This commit is contained in:
Joey Hess 2021-06-23 13:19:34 -04:00
parent b980d90b05
commit af64c184f3
No known key found for this signature in database
GPG key ID: DB12DB0FF05F8F38

View file

@ -0,0 +1,47 @@
[[!comment format=mdwn
username="joey"
subject="""comment 1"""
date="2021-06-23T17:05:38Z"
content="""
I think it could at least use synchronous=NORMAL, entirely safely, since it
uses WAL mode.
"WAL mode is always consistent with synchronous=NORMAL, but WAL mode does
lose durability. A transaction committed in WAL mode with
synchronous=NORMAL might roll back following a power loss or system crash."

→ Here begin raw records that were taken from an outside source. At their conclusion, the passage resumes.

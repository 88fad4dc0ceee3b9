//! Configuration error types.

/// Errors raised while loading, saving or parsing configuration.
#[derive(Debug, thiserror::Error)]
pub enum ConfigError {
    #[error("failed to read config: {0}")]
    ReadError(#[source] std::io::Error),

    #[error("failed to write config: {0}")]
    WriteError(#[source] std::io::Error),

    #[error("failed to parse config: {0}")]
    ParseError(#[source] ron::error::SpannedError),

    #[error("failed to serialize config: {0}")]
    SerializeError(#[source] ron::Error),

    /// A value parsed but is unusable, e.g. a world height that is not a
    /// whole number of sections.
    #[error("invalid config value `{field}`: {reason}")]
    Invalid { field: &'static str, reason: String },

    /// No platform config directory and none given on the command line.
    #[error("no config directory available on this platform")]
    NoConfigDir,
}
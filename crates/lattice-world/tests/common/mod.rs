//! Shared world setup for the integration tests.
#![allow(dead_code)]

use std::sync::Arc;

use lattice_biome::{BiomeRegistry, BiomeSource};
use lattice_coords::ChunkPosition;
use lattice_voxel::{BlockRegistry, BlockStorage};
use lattice_world::{ChunkDataBatch, DimensionLimits, World, WorldContext};

/// Builds a 256 block high world with skylight around `blocks`.
pub fn world(blocks: BlockRegistry, calculate_light: bool) -> World {
    let context = WorldContext::new(
        Arc::new(blocks),
        Arc::new(BiomeRegistry::new()),
        DimensionLimits::new(0, 256, true),
    )
    .with_calculate_light(calculate_light);
    World::new(Arc::new(context))
}

/// Block data with section 0 allocated from `section`, the rest empty.
pub fn blocks_with(section: BlockStorage) -> Vec<Option<BlockStorage>> {
    let mut sections: Vec<Option<BlockStorage>> = vec![None; 16];
    sections[0] = Some(section);
    sections
}

/// Loads every chunk with `-radius..=radius` coordinates: section 0 from
/// `section`, and the biome source returned by `source`.
pub fn load_grid(
    world: &World,
    radius: i32,
    section: &BlockStorage,
    source: impl Fn(ChunkPosition) -> Arc<dyn BiomeSource>,
) {
    for x in -radius..=radius {
        for z in -radius..=radius {
            let position = ChunkPosition::new(x, z);
            let batch = ChunkDataBatch::new()
                .with_blocks(blocks_with(section.clone()))
                .with_biome_source(source(position));
            world.set_data(position, batch, true).unwrap();
        }
    }
}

It's certianly already possible for a power loss or ctrl-c while git-annex
is running to cause database changes to be lost, since git-annex buffers
several changes together into a transaction and until it sends that
transaction, can lose the data.
Exactly how well git-annex recovers from that probably varies, eg
Database.Keys.reconcileStaged flushes the transactions before updating its
own state files, so on power loss it will just run again and recover. The
fsck database gets recovered likewise. But there are probably other write points
where getting the data recovered is harder.
For example, moveAnnex updates the inode cache at the end when it populated
a pointer file. If that database write is lost, git-annex won't know that
the pointer file is populated with annexed content. So it will treat it as
a possibly modified unlocked file, and when it eventually has a reason to,
will re-hash it, and then should recover the lost information.
Quite possible there are situations where it fails to recover the lost
information and does something annoying. But like I said, such situations
can already happen and setting synchronous=NORMAL does not make them more
likely.
It would still make sense to benchmark it before changing to it. It may
well be that git-annex's buffering of changes into larger transactions
already has a similar performance gain as the pragma and that the pragma
does not speed it up.
As far as OFF goes, I'd need to see some serious performance improvements
in benchmarking, and also be sure that git-annex always recovered well,
which would have to somehow include detecting corrupted sqlite databases
and rebuilding them. I don't know if it's really possible to detect.
Might some form of corrupted sqlite database cause sqlite, and thus
git-annex, to crash? And rebuilding might entail re-hashing the entire
repository, so very expensive.
"""]]